Phylosphere is the surface of the aerial parts of plants and a place for micro-organisms to live. Simple sugars such as glucose, fructose and sucrose are the predominant carbonaceous substances on leaves and stem that pass out of wound areas or secretory pores. In these areas, can be seen the largest population bacteria of phylosphere (Mercier and Lindow 2000). The microbial inhabitants of the phylosphere include different genera of bacteria, filamentous fungi, yeasts, algae, protozoa and nematodes. The bacteria are the most abundant inhabitants of the phylosphere (Andrews and Harris 2000). Plant species and leaf type have a beneficial effect on the number of bacteria of phylosphere. For example, the number of bacteria in the phylosphere of broadleaf plants such as cucumbers and beans is significantly higher than that of broadleaf plants with waxy leaves and grasses. On the other hand, the surface of the aerial parts of the plant is subject to rapid and continuous changes in temperature, humidity, ultraviolet rays, relative humidity and the concentration gradient of nutrients (Brencic and Winans 2005).
The rhizosphere is an area of the root that soil microorganisms are very interested in, using root secretions as carbon and energy sources and competing for food and trritory.
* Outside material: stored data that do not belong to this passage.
//! A lint rule for the properties an ARIA role requires and supports.

use a11yinspect_ast::Element;

use crate::Context;
use crate::Message;
use crate::Rule;
use crate::Tag;
use crate::TagSet;
use crate::Variant;
use crate::knowledge::aria;
use crate::resolve;

/// The identifier for the role props element rule.
const ID: &str = "role-props-element";

/// The messages of the rule.
const MESSAGES: &[Message] = &[
    Message::new("roleMissingRequiredProp")
        .combined("❌ Role requires aria property that is missing")
        .error("❌ [Major] Role requires aria property that is missing (4.1.2 A)"),
    Message::new("roleUnsupportedProp")
        .combined("⚠️ ARIA property is not supported by this role")
        .warning("⚠️ ARIA property is not supported by this role"),
];

/// Detects roles missing required properties or carrying unsupported ones.
#[derive(Default, Debug, Clone, Copy)]
pub struct RolePropsElementRule;

impl Rule for RolePropsElementRule {
    fn id(&self) -> &'static str {
        ID
    }

    fn description(&self) -> &'static str {
        "Ensures that roles carry the properties they require and no unsupported ones."
    }

    fn explanation(&self) -> &'static str {
        "Some roles cannot be understood without their state: a checkbox needs `aria-checked` \
         and a slider needs `aria-valuenow`. Properties that a role does not support are \
         ignored by assistive technology and usually point to a mistaken role."
    }

    fn tags(&self) -> TagSet {
        TagSet::new(&[Tag::Robust])
    }

    fn url(&self) -> Option<&'static str> {
        Some("https://www.w3.org/TR/wai-aria-1.2/#requiredState")
    }

    fn related_rules(&self) -> &[&'static str] {
        &["aria-element"]
    }

    fn variants(&self) -> &'static [Variant] {
        &Variant::ALL
    }

    fn messages(&self) -> &'static [Message] {
        MESSAGES
    }

    fn applies_to(&self, element: &Element<'_>) -> bool {
        resolve::literal_role(element).is_some_and(|r| !r.is_empty())
    }

    fn check(&self, cx: &mut Context<'_>, element: &Element<'_>) {
        let Some(role) = resolve::literal_role(element) else {
            return;
        };

        if aria::required_properties(role).is_some_and(|props| props.iter().any(|p| !element.has(p)))
        {
            cx.report("roleMissingRequiredProp", element.location());
        }

        for attribute in element
            .attributes()
            .filter(|a| a.name().starts_with("aria-"))
        {
            if aria::supports_property(role, attribute.name()) == Some(false) {
                cx.report("roleUnsupportedProp", attribute.location());
            }
        }
    }
}

#[cfg(test)]
mod tests {
    use a11yinspect_ast::builder::document;
    use a11yinspect_ast::builder::element;
    use pretty_assertions::assert_eq;

    use super::*;
    use crate::rules::testing::reports;

    #[test]
    fn required_properties() {
        let doc = document([
            element("div").attr("role", "checkbox"),
            element("div")
                .attr("role", "checkbox")
                .attr("aria-checked", "false"),
            element("div").attr("role", "scrollbar"),
            element("div").attr("role", "separator"),
        ]);
        assert_eq!(
            reports(&RolePropsElementRule, &doc),
            [
                "roleMissingRequiredProp at <div>@0",
                "roleMissingRequiredProp at <div>@2",
            ]
        );
    }

    #[test]
    fn unsupported_properties() {
        let doc = document([
            element("div")
                .attr("role", "img")
                .attr("aria-label", "Chart")
                .attr("aria-checked", "true"),
            element("div")
                .attr("role", "article")
                .attr("aria-checked", "true"),
        ]);
        assert_eq!(
            reports(&RolePropsElementRule, &doc),
            ["roleUnsupportedProp at <div>@0[aria-checked]"]
        );
    }
}
//! A lint rule for edits.

use a11yinspect_ast::Element;

use crate::Context;
use crate::Message;
use crate::Rule;
use crate::Tag;
use crate::TagSet;
use crate::Variant;

/// The identifier for the ins/del element rule.
const ID: &str = "ins-del-element";

/// The messages of the rule.
const MESSAGES: &[Message] = &[
    Message::new("insDelHaveDatetimeAttribute")
        .warning("⚠️ ins/del should have datetime attribute"),
    Message::new("insDelHaveCiteExplanation")
        .warning("⚠️ ins/del should have cite for explanation"),
];

/// Detects insertions and deletions without a date or an explanation.
#[derive(Default, Debug, Clone, Copy)]
pub struct InsDelElementRule;

impl Rule for InsDelElementRule {
    fn id(&self) -> &'static str {
        ID
    }

    fn description(&self) -> &'static str {
        "Suggests a date and an explanation for inserted and deleted text."
    }

    fn explanation(&self) -> &'static str {
        "Edits are easier to follow when `ins` and `del` record when the change was made \
         (`dateTime`) and where it is explained (`cite`)."
    }

    fn tags(&self) -> TagSet {
        TagSet::new(&[Tag::BestPractice])
    }

    fn variants(&self) -> &'static [Variant] {
        &[Variant::Warning]
    }

    fn messages(&self) -> &'static [Message] {
        MESSAGES
    }

    fn applies_to(&self, element: &Element<'_>) -> bool {
        element.is_any(&["ins", "del"])
    }

    fn check(&self, cx: &mut Context<'_>, element: &Element<'_>) {
        if !element.has("dateTime") {
            cx.report("insDelHaveDatetimeAttribute", element.location());
        }

        if !element.has("cite") {
            cx.report("insDelHaveCiteExplanation", element.location());
        }
    }
}

#[cfg(test)]
mod tests {
    use a11yinspect_ast::builder::document;
    use a11yinspect_ast::builder::element;
    use pretty_assertions::assert_eq;

    use super::*;
    use crate::rules::testing::reports;

    #[test]
    fn edits() {
        let doc = document([
            element("del").text("$20"),
            element("ins")
                .attr("dateTime", "2024-01-01")
                .attr("cite", "/changes")
                .text("$15"),
        ]);
        assert_eq!(
            reports(&InsDelElementRule, &doc),
            [
                "insDelHaveDatetimeAttribute at <del>@0",
                "insDelHaveCiteExplanation at <del>@0",
            ]
        );
    }
}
Bacteria such as Bacillus, Pseudomonas, Azospirillium, Azotobacter, Arthrobacter, Entrobacter and Serratia are among the growth-promoting bacteria (Podile and Kishore 2006). Plant growth-promoting bacteria are part of the integrated disease management program and reduce chemical consumption (Shivalingaiah et al. 2013). These bacteria can stimulate the induction resistance system against a wide range of plant pathogens (Pieterse et al. 2003). The induction of diseases resistance in various crops such as banana, beans, rice, and cucumbers has been reported by Pseudomonas and Bacillus (Harish et al. 2008; Hasan et al. 2010). Most Pseudomonas spp. significantly increases plant length, root length, and dry matter, leading to the production of plant buds and roots. Most plant growth-promoting bacteria are able to settle in the roots, especially if inoculated before sowing. The use of plant growth promoting bacteria as a biological control agent is an alternative to the use of chemical fertilizers that have led to environmental pollution (Ali et al. 2010). Pseudomonads are the major group of the plant growth-promoting bacteria, which act by strategies such as the production of plant hormones, stimulating nutrient uptake, and controlling plant pathogens (Minaxi 2010).
Bacillus species were reported as endophytes within different plant tissues. B. megaterium was the most abundant species in the rhizosphere and B. pumilus and B. subtilis were the most abundant species in the soybean phylosphere (Arias et al. 1999). B. endophyticus from the inner tissue of cotton fibers (Reva et al, 2002), Erwinia sp., Bacillus sp., B. pumilus, B. brevis, Clavibacter sp. and Xanthomonas sp. isolated as endophytes from roots, stems, buds and bolls (Misaghi and Donndelinger 1990). Enterobacter asburiae was isolated as an endophyte and from the cotton rhizosphere, which showed that this bacterium is able to spread systemically in the plant (Hallmann et al. 1998). P. fluorescens caused a significant increase in germination and dry weight of cotton in greenhouse conditions (Salaheddin et al. 2010). P. fluorescens stimulated seedling growth and increased yield with reduced disease (Safyazov et al. 1995).